==== Material shown

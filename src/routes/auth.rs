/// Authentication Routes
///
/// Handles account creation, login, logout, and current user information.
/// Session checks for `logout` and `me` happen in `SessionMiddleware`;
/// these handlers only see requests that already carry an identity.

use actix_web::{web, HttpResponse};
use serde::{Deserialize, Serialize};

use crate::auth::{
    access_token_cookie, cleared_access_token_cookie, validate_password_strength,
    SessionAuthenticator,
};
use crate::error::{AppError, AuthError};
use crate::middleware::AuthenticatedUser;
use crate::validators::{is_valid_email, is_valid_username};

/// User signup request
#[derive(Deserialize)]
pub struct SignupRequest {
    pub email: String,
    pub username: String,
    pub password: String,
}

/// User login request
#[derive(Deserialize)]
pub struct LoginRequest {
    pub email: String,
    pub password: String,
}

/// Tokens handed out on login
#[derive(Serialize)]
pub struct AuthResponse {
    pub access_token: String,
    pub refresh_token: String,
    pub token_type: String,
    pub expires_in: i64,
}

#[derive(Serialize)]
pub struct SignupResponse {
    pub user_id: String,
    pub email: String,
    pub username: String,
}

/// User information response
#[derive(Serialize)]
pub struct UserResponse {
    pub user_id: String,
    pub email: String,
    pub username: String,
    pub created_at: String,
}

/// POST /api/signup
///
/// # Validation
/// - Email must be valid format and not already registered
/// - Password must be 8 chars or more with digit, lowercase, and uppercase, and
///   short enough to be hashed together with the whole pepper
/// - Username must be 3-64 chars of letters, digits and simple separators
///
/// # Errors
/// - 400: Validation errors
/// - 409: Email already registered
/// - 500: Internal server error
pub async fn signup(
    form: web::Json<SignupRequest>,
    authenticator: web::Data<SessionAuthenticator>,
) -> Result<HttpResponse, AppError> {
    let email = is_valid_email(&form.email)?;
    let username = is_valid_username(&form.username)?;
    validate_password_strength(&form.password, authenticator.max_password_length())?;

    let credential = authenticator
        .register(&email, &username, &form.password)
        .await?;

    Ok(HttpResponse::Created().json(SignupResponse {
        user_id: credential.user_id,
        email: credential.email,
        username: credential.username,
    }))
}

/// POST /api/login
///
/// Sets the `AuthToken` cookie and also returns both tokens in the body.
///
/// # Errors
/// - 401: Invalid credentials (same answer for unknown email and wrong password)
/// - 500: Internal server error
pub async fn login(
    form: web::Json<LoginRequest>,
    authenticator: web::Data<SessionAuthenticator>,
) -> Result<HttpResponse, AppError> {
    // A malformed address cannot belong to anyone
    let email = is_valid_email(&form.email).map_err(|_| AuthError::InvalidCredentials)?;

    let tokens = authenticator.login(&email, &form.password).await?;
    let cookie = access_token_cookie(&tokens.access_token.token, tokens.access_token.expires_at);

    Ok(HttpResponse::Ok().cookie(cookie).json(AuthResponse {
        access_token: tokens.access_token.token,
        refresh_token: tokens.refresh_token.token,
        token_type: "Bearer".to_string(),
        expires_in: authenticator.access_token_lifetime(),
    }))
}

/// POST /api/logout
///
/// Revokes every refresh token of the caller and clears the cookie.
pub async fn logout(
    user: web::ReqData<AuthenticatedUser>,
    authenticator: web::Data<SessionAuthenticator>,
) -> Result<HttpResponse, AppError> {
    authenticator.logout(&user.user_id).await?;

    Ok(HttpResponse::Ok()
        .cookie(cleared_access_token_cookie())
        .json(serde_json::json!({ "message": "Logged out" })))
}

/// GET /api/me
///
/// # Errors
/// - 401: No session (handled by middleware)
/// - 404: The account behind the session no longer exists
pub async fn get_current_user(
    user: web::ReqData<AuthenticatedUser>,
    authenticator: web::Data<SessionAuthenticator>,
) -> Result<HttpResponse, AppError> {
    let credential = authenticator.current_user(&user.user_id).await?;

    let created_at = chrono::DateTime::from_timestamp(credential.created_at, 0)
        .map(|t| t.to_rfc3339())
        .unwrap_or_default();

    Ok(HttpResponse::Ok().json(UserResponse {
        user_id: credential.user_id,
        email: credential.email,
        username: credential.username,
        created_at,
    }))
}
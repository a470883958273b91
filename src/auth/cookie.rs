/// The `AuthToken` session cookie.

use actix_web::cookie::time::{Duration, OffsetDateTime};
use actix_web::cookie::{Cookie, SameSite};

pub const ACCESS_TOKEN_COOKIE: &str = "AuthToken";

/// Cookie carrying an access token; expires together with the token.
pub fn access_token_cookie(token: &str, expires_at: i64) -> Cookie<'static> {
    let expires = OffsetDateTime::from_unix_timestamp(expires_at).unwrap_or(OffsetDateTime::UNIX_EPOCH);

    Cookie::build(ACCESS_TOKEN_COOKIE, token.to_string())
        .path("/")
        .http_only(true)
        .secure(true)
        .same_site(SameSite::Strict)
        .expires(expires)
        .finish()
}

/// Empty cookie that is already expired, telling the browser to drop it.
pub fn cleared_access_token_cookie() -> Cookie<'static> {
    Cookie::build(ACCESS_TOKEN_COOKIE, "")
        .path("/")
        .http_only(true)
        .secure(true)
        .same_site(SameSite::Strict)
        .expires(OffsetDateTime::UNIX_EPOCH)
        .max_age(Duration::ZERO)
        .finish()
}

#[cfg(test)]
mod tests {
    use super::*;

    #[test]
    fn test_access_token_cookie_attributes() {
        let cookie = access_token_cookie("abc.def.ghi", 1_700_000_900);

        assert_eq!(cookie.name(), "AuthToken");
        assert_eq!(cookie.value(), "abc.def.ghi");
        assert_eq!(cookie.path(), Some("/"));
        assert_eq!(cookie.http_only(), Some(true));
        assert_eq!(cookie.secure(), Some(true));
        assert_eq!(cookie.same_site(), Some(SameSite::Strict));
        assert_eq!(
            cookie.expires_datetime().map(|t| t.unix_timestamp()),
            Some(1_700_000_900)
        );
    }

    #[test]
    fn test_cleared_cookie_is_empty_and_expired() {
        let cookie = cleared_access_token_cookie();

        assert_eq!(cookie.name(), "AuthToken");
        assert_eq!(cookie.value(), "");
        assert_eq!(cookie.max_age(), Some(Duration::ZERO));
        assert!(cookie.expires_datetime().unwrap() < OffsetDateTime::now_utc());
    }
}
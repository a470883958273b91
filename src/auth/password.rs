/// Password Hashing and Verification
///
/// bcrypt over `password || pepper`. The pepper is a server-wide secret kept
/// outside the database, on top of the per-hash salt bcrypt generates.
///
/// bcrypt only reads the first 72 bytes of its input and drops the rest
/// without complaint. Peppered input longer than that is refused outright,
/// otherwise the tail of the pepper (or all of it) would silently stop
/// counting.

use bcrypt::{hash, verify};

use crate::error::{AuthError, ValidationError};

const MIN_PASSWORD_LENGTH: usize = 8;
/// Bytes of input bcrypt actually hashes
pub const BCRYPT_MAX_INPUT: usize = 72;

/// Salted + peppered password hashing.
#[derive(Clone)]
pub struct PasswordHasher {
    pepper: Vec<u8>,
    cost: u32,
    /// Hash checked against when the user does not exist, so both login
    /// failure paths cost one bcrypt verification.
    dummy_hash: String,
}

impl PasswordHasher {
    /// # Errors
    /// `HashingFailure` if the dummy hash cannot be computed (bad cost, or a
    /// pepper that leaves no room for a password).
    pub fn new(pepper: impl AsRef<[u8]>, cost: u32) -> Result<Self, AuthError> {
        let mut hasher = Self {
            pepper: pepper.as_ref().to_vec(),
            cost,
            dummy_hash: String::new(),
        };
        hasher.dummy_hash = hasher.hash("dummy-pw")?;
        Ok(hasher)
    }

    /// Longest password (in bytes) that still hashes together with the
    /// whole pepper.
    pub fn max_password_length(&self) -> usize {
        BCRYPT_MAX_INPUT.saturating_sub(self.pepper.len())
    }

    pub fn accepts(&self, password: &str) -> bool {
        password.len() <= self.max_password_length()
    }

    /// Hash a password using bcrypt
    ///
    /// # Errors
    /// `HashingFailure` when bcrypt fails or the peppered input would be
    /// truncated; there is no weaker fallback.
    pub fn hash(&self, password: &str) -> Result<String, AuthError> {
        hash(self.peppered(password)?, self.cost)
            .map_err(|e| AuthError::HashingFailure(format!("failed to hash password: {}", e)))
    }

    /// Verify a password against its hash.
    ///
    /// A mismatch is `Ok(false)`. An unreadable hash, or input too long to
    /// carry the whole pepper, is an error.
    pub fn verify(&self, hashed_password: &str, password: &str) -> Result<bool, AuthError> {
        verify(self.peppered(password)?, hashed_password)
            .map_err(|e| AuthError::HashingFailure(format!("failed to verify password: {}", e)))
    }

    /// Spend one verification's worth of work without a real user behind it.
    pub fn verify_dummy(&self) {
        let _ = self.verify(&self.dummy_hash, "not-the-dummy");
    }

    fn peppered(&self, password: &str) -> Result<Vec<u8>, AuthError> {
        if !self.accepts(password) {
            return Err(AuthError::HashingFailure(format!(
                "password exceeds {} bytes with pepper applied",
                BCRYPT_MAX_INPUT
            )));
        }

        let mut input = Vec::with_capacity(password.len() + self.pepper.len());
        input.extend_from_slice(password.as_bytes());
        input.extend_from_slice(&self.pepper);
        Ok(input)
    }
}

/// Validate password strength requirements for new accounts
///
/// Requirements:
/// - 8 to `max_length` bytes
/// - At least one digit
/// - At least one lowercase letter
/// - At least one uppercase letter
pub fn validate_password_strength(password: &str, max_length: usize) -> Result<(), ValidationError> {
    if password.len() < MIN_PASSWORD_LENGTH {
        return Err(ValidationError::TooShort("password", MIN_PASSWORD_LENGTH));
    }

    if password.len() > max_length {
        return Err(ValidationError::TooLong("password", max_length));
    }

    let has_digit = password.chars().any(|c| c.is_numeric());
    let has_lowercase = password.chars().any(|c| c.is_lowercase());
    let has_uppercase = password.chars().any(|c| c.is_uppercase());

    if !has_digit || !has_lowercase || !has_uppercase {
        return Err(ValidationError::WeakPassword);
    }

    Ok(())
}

========

Lines holding "when": please count them in the data above and reply with the number alone.

2